Landlords at the Two Bridges include:
Victoria Inn, New Road GL15 4DD
The annual rateable value of the Victoria Inn was £18.0s.0d. in 1891 and 1903. Registered as a beer house it was owned and occupied by John Houdley in 1891 and he ran the pub free of brewery tie. However, it had been acquired by the Alton Court Brewery in Ross-on-Wye in 1903 when it closed at 10 pm. The Cock Inn closed at 11 pm, an extra hour drinking time for those it the know!
The ill-fated Forest of Dean Central Railway ran from Awre Junction, on the South Wales Railway main line to New Fancy Colliery to the north east of Parkend. The only village on the 4 ¾ mile branch was Blakeney and a station was built just to the north of the Cock Inn, although it never appeared in railway timetables and it is doubtful if the station saw any passenger traffic at all as the Forest of Dean Central Railway was essentially only ever used for goods traffic. The stone-built station was dismantled for use at the Dean Forest Railway where it serves passengers at Whitecroft.
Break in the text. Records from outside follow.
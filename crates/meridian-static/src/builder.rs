//! Production site builder.

use std::fs;
use std::path::{Path, PathBuf};
use std::time::Instant;

use meridian_region::{Region, Rewriter};

use crate::bundle::{AssetBundler, BundledAsset, DEFAULT_ENTRIES};
use crate::copy::{copy_dir, copy_file_if_exists};
use crate::emit::{emit_pages, EmitReport};
use crate::pages::PageRegistry;
use crate::templates::TemplateEngine;

/// Configuration for building the site.
#[derive(Debug, Clone)]
pub struct BuildConfig {
    /// Directory holding the HTML pages and asset sources
    pub source_dir: PathBuf,

    /// Output directory
    pub output_dir: PathBuf,

    /// Regions to build, in order. The first is the geo-dispatch fallback.
    pub regions: Vec<Region>,

    /// Pages rendered for each region
    pub pages: PageRegistry,

    /// Bundler entry globs, relative to `source_dir`
    pub entries: Vec<String>,

    /// Folder name for bundled assets, under the output (build) or source (dev) root
    pub assets_dir: String,

    /// Directories copied verbatim into the output root
    pub static_dirs: Vec<String>,

    /// Page copied to `<output>/index.html`; a built-in one is rendered if absent
    pub redirect_page: String,

    /// Minify bundled assets
    pub minify: bool,
}

impl Default for BuildConfig {
    fn default() -> Self {
        Self {
            source_dir: PathBuf::from("."),
            output_dir: PathBuf::from("dist"),
            regions: Region::ALL.to_vec(),
            pages: PageRegistry::site_default(),
            entries: DEFAULT_ENTRIES.iter().map(|s| s.to_string()).collect(),
            assets_dir: "Assets".to_string(),
            static_dirs: vec!["img".to_string(), "fonts".to_string()],
            redirect_page: "index-redirect.html".to_string(),
            minify: true,
        }
    }
}

/// Result of a build operation.
#[derive(Debug)]
pub struct BuildResult {
    /// Bundled script and style files
    pub assets: Vec<BundledAsset>,

    /// Regional pages written and skipped
    pub pages: EmitReport,

    /// Number of static files copied
    pub copied: usize,

    /// Total build time in milliseconds
    pub duration_ms: u64,

    /// Output directory
    pub output_dir: PathBuf,
}

/// Errors that can occur during build.
#[derive(Debug, thiserror::Error)]
pub enum BuildError {
    #[error("Invalid configuration: {0}")]
    ConfigError(String),

    #[error("Failed to read source: {0}")]
    ReadError(String),

    #[error("Bundling failed ({step}): {message}")]
    BundleError { step: &'static str, message: String },

    #[error("Failed to render template: {0}")]
    TemplateError(String),

    #[error("Failed to write output: {0}")]
    WriteError(String),

    #[error("Failed to copy static files: {0}")]
    CopyError(String),
}

impl BuildError {
    pub(crate) fn bundle(step: &'static str, message: impl std::fmt::Display) -> Self {
        Self::BundleError {
            step,
            message: message.to_string(),
        }
    }
}

/// Static site builder.
pub struct StaticBuilder {
    config: BuildConfig,
    templates: TemplateEngine,
}

impl StaticBuilder {
    /// Create a new static builder.
    pub fn new(config: BuildConfig) -> Self {
        Self {
            config,
            templates: TemplateEngine::new(),
        }
    }

    pub fn config(&self) -> &BuildConfig {
        &self.config
    }

    /// Build the site: bundle, emit regional pages, write root pages, copy
    /// static folders. Steps run in that order and the first error aborts.
    pub fn build(&self) -> Result<BuildResult, BuildError> {
        let start = Instant::now();

        if self.config.regions.is_empty() {
            return Err(BuildError::ConfigError(
                "at least one region must be built".to_string(),
            ));
        }

        fs::create_dir_all(&self.config.output_dir)
            .map_err(|e| BuildError::WriteError(e.to_string()))?;

        tracing::info!("Building assets...");
        let assets_dir = self.config.output_dir.join(&self.config.assets_dir);
        let assets = self.bundle_assets(&assets_dir, self.config.minify)?;

        tracing::info!("Rendering regional pages...");
        let rewriter = Rewriter::new(&self.config.regions)
            .map_err(|e| BuildError::TemplateError(e.to_string()))?;
        let pages = emit_pages(
            &self.config.pages,
            &rewriter,
            &self.config.regions,
            &self.config.source_dir,
            &self.config.output_dir,
        )?;

        self.write_root_pages()?;

        let mut copied = 0;
        for dir in &self.config.static_dirs {
            let src = self.config.source_dir.join(dir);
            if let Some(count) = copy_dir(&src, &self.config.output_dir.join(dir))? {
                tracing::info!("  Copied {} ({} files)", dir, count);
                copied += count;
            }
        }

        Ok(BuildResult {
            assets,
            pages,
            copied,
            duration_ms: start.elapsed().as_millis() as u64,
            output_dir: self.config.output_dir.clone(),
        })
    }

    /// Bundle entry points into `out_dir`.
    pub fn bundle_assets(
        &self,
        out_dir: &Path,
        minify: bool,
    ) -> Result<Vec<BundledAsset>, BuildError> {
        AssetBundler::new(&self.config.source_dir, self.config.entries.clone())
            .bundle(out_dir, minify)
    }

    /// Write the geo-dispatch `index.html` and `_redirects` at the output root.
    fn write_root_pages(&self) -> Result<(), BuildError> {
        let index = self.config.output_dir.join("index.html");
        let redirect_source = self.config.source_dir.join(&self.config.redirect_page);

        if copy_file_if_exists(&redirect_source, &index)? {
            tracing::info!("  index.html (from {})", self.config.redirect_page);
        } else {
            let html = self
                .templates
                .render_geo_dispatch(&self.config.regions)
                .map_err(|e| BuildError::TemplateError(e.to_string()))?;
            fs::write(&index, html).map_err(|e| BuildError::WriteError(e.to_string()))?;
            tracing::info!("  index.html (geo dispatch)");
        }

        if copy_file_if_exists(
            &self.config.source_dir.join("_redirects"),
            &self.config.output_dir.join("_redirects"),
        )? {
            tracing::info!("  _redirects");
        }

        Ok(())
    }
}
The FoDCR opened in 1868, yet due to competition from the Severn & Wye Railway who had also gained access to the collieries, traffic diminished on the Blakeney line and had closed altogether by 1949.
Maybe the fortunes of the Victoria and Travellers Rest were also linked with the failure of the Forest of Dean Central Railway. It maybe pure conjecture but the 1861 census gives enumeration to a Victoria beer house and the Act for the construction of the FoDCR was passed in 1856; could the promise of passengers on the proposed railway been an incentive to establish a licensed house nearby?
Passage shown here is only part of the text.